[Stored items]
===============
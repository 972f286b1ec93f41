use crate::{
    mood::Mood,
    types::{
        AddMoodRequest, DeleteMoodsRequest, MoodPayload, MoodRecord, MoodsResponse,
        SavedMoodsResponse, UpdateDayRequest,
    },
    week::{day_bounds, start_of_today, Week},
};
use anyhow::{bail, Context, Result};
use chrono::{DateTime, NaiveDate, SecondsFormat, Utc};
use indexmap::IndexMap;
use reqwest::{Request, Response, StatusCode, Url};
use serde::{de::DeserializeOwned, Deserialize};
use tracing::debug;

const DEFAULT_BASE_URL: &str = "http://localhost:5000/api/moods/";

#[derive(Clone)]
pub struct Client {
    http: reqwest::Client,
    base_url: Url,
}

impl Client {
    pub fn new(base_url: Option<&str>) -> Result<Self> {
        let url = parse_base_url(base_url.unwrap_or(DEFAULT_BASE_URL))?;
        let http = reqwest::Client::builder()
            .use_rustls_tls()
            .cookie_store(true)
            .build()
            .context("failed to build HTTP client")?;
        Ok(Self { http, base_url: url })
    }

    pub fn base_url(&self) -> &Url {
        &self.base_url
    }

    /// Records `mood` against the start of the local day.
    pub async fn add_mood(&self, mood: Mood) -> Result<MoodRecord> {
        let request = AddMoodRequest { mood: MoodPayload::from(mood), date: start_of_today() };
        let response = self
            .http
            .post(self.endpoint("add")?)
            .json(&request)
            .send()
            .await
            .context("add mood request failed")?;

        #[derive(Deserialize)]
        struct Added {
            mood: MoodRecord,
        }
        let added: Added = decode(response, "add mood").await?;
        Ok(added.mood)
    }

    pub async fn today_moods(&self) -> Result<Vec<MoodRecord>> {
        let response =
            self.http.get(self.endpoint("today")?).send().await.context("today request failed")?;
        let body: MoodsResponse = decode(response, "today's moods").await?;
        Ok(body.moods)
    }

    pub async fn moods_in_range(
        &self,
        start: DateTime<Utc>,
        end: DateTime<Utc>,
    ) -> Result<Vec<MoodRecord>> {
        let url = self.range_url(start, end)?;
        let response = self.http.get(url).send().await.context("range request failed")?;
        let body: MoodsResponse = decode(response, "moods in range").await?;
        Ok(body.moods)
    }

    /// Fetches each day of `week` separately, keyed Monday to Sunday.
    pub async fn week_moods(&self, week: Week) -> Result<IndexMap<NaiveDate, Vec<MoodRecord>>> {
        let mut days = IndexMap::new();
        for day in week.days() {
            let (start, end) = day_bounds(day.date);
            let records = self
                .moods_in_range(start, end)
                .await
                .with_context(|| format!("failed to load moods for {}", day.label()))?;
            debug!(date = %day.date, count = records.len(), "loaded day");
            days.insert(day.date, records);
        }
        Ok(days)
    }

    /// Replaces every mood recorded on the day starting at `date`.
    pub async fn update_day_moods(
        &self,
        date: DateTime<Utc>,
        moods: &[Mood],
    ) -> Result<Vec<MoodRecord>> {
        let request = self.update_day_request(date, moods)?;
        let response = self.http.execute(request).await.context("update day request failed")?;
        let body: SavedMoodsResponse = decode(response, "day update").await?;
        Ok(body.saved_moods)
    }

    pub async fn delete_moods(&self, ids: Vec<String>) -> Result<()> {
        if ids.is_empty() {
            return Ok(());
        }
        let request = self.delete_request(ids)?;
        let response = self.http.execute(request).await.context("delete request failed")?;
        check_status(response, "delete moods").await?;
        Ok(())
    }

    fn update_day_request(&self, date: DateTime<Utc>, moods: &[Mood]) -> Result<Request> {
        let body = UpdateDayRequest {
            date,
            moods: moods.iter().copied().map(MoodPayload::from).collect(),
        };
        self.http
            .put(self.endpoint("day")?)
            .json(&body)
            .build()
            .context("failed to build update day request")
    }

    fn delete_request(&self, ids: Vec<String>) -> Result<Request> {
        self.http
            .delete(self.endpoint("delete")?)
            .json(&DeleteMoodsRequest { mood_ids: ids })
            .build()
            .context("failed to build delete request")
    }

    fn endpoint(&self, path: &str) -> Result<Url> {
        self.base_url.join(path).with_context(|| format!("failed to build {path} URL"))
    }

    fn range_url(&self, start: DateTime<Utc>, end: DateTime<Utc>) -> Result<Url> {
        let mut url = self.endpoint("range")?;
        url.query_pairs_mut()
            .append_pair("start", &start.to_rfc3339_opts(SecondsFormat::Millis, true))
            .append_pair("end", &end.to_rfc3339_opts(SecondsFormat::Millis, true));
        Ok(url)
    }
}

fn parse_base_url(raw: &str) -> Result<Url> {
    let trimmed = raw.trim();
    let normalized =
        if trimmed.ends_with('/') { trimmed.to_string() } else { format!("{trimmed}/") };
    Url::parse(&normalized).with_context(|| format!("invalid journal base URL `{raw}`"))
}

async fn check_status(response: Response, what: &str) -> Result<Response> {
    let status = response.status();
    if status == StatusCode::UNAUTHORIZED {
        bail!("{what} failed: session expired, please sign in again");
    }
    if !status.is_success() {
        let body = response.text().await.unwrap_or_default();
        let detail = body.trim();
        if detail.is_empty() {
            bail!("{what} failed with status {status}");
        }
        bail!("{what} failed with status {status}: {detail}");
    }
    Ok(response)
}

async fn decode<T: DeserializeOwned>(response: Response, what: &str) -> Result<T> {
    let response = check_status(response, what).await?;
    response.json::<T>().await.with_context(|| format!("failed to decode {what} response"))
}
===============
Problem details: Only the lines that contain the string "AddMoodRequest" should be copied from the entries above.

Your response:
        AddMoodRequest, DeleteMoodsRequest, MoodPayload, MoodRecord, MoodsResponse,
        let request = AddMoodRequest { mood: MoodPayload::from(mood), date: start_of_today() };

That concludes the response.